***** INPUT RECORDS *****
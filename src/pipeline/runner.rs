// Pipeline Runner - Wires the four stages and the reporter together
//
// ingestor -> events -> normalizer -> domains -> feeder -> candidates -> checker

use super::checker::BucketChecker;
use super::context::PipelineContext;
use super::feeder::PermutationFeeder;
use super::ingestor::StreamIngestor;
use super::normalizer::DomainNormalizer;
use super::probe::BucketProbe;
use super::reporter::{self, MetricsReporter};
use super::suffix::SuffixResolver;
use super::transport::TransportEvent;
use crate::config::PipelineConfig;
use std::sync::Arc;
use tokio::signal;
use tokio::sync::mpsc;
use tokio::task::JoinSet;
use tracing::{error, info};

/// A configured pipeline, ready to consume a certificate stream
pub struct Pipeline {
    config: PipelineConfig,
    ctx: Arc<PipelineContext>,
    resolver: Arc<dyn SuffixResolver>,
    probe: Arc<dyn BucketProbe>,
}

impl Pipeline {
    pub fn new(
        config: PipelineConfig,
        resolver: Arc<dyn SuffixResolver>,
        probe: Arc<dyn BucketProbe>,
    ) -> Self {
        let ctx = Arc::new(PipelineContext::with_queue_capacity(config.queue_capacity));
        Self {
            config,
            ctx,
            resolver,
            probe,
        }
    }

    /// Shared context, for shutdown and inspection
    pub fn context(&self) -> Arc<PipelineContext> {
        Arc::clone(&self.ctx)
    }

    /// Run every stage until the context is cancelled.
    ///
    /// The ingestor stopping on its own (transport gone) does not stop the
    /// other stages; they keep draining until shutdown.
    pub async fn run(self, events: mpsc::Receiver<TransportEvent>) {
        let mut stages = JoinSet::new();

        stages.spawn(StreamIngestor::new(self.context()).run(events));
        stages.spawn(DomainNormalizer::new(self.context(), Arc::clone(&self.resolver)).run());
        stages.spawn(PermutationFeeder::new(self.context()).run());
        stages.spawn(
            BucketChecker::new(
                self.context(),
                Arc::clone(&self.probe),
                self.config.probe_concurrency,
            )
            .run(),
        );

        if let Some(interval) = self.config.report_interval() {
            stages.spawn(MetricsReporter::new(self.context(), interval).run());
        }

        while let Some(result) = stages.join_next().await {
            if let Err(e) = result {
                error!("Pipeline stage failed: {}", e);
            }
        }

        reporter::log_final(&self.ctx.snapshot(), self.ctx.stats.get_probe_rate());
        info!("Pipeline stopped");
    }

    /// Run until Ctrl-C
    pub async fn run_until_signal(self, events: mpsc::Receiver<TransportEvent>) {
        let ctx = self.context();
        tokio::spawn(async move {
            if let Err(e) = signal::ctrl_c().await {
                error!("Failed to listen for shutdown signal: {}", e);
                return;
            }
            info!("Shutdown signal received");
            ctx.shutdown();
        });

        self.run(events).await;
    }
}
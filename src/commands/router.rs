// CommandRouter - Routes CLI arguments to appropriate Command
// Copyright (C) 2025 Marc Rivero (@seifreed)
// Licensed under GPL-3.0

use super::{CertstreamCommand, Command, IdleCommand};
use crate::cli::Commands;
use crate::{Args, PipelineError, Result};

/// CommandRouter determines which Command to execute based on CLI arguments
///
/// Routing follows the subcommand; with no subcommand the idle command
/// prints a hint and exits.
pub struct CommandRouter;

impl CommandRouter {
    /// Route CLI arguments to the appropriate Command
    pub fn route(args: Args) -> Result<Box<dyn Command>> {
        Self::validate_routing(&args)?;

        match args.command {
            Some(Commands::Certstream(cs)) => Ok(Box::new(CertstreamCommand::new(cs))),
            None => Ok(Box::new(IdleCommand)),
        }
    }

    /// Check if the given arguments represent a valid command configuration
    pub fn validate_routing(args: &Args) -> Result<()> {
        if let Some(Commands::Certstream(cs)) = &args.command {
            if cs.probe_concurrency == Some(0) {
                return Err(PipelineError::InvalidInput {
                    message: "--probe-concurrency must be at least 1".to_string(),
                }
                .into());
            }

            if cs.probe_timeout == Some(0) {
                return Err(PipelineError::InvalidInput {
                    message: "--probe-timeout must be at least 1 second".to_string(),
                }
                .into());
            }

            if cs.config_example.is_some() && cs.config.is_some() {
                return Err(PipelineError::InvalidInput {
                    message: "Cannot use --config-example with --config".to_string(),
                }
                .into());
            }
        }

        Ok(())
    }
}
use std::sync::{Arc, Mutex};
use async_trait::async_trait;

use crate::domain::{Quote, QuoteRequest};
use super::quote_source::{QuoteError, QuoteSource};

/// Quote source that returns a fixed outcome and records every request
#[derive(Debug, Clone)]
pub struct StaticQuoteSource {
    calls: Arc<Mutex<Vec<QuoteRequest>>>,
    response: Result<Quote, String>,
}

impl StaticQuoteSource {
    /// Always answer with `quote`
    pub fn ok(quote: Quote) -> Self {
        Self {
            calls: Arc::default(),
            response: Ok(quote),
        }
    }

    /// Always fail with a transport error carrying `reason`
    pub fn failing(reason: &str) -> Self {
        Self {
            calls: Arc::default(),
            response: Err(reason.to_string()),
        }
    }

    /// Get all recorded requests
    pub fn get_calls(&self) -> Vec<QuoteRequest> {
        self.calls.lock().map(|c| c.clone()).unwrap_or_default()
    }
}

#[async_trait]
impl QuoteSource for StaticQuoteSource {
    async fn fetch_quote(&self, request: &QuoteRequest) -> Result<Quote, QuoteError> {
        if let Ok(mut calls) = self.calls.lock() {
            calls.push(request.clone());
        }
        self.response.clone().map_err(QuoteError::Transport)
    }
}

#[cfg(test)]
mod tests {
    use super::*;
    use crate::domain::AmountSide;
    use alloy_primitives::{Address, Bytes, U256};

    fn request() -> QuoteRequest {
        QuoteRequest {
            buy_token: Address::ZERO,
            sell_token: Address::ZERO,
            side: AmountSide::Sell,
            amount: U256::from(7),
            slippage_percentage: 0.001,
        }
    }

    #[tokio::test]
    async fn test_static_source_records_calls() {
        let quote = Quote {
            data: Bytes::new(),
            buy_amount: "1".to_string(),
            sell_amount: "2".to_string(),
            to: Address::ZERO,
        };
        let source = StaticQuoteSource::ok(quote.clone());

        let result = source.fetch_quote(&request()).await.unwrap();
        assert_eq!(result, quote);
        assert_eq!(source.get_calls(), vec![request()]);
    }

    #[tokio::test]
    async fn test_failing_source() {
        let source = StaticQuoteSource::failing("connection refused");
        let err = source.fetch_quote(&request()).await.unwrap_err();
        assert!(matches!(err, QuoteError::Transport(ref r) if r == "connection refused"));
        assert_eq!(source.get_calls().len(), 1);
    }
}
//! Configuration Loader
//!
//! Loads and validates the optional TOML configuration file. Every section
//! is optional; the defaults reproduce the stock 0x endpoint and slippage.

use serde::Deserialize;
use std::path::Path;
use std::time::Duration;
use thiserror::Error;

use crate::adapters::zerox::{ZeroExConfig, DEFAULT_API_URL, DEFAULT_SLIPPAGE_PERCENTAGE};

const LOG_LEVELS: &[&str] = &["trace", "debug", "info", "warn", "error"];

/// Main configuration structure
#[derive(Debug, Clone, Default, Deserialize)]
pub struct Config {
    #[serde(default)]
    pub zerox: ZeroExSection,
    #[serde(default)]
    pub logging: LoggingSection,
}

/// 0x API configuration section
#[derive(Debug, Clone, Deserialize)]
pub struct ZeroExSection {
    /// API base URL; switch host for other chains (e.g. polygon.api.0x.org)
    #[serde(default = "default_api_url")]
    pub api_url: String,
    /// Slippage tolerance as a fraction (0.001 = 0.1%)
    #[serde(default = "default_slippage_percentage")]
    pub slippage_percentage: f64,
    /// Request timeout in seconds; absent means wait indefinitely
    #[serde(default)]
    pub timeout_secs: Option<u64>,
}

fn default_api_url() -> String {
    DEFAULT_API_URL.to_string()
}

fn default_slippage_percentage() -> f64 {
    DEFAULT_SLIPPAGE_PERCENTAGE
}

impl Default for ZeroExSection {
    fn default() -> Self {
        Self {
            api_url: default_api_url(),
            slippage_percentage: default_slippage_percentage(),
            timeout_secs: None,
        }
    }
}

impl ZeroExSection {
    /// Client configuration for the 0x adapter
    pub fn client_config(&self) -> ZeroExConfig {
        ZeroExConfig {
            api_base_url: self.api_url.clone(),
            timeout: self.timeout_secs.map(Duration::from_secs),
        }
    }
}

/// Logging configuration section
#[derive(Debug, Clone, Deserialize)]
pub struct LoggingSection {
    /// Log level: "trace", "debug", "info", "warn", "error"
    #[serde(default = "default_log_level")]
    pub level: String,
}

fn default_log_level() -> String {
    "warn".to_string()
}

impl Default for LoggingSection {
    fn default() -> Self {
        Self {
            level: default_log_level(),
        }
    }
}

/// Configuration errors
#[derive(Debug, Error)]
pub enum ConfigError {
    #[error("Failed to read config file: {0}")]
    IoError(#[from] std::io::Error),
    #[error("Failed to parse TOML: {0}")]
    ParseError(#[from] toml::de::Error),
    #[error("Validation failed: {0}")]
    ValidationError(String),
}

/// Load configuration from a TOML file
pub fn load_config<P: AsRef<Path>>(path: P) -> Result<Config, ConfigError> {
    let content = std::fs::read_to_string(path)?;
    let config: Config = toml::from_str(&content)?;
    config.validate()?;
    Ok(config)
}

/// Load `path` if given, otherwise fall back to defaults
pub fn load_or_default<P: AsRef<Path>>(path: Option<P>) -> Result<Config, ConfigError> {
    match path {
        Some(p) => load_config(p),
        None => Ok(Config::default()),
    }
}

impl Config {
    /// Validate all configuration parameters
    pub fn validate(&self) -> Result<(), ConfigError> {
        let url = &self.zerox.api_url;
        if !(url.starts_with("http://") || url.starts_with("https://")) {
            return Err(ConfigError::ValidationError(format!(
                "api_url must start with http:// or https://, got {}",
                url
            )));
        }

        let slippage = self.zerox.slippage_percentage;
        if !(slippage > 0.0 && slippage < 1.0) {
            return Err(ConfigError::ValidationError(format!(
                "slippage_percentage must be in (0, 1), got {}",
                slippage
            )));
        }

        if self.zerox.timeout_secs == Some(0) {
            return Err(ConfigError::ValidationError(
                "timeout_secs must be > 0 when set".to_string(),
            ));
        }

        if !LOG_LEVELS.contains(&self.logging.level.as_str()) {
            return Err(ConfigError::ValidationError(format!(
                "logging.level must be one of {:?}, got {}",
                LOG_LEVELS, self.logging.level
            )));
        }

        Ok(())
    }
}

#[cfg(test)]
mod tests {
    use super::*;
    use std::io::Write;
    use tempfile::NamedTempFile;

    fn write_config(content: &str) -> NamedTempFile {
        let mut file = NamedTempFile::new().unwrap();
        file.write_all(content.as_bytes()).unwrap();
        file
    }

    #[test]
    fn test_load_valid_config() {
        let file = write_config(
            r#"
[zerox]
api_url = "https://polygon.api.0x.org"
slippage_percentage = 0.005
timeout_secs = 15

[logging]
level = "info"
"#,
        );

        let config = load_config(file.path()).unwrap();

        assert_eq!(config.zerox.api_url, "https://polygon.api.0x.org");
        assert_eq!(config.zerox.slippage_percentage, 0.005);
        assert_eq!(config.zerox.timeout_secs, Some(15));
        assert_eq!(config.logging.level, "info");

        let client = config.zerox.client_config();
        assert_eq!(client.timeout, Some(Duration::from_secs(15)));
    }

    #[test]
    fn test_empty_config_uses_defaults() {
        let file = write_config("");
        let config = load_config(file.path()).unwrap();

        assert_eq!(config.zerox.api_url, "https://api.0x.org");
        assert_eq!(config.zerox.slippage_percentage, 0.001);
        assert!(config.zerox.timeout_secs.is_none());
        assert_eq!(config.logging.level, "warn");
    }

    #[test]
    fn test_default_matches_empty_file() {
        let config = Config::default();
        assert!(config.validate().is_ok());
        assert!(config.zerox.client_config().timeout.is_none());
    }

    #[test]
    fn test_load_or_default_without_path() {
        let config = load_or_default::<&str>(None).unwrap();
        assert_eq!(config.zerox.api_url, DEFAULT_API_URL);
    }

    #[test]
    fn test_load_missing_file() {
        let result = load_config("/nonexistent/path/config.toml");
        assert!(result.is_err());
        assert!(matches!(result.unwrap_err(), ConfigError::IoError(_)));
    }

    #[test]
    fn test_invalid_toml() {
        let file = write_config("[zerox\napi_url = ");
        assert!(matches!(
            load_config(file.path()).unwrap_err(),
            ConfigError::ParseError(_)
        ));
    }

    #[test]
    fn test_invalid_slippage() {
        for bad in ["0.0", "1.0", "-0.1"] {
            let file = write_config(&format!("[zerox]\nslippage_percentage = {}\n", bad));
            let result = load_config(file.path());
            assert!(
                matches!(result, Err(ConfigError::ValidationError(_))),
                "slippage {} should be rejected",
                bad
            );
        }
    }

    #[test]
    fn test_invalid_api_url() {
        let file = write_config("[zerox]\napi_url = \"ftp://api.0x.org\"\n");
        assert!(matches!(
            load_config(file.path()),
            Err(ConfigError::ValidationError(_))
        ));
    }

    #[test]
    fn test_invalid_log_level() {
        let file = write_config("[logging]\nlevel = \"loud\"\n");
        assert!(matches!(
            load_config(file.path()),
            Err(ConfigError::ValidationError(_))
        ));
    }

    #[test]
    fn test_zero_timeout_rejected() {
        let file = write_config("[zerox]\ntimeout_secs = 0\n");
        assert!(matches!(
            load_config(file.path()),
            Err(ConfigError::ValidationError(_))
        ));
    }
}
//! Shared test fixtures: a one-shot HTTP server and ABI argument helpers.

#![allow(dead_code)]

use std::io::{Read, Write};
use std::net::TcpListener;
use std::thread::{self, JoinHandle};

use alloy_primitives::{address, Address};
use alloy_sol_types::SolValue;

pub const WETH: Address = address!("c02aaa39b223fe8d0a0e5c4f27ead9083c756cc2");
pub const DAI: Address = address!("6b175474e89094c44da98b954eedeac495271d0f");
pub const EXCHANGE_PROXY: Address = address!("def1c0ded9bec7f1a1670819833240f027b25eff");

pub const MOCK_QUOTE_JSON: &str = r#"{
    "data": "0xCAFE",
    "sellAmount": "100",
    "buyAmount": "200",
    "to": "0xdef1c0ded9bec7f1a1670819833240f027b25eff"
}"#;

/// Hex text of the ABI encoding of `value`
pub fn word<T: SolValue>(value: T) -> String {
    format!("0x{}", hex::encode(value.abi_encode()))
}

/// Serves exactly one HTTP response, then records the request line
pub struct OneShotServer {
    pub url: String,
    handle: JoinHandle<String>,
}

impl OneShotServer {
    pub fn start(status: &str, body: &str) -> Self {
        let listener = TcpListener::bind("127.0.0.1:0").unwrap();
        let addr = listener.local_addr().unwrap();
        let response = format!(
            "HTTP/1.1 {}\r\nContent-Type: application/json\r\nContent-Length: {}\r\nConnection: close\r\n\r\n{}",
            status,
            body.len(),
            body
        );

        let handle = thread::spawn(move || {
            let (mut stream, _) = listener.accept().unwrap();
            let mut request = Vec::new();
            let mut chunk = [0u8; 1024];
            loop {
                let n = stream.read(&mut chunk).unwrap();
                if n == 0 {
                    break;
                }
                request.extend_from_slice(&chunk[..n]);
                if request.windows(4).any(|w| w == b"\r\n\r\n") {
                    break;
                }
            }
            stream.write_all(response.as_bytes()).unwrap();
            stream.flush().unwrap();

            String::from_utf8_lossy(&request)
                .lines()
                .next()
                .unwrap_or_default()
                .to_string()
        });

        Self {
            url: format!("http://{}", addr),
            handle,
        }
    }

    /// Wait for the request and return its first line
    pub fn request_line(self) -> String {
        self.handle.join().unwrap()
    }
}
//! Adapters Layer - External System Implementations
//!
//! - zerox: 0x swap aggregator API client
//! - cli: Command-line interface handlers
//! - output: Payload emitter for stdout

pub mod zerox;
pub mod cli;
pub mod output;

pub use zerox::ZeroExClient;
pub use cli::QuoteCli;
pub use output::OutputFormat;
*****
TASK OBJECTIVE
Go through the data, and copy each line in which the word "derive" appears.

RESULT FOR THIS TASK
#[derive(Debug, Clone)]
#[derive(Debug, Clone, Default, Deserialize)]
#[derive(Debug, Clone, Deserialize)]
#[derive(Debug, Clone, Deserialize)]
#[derive(Debug, Error)]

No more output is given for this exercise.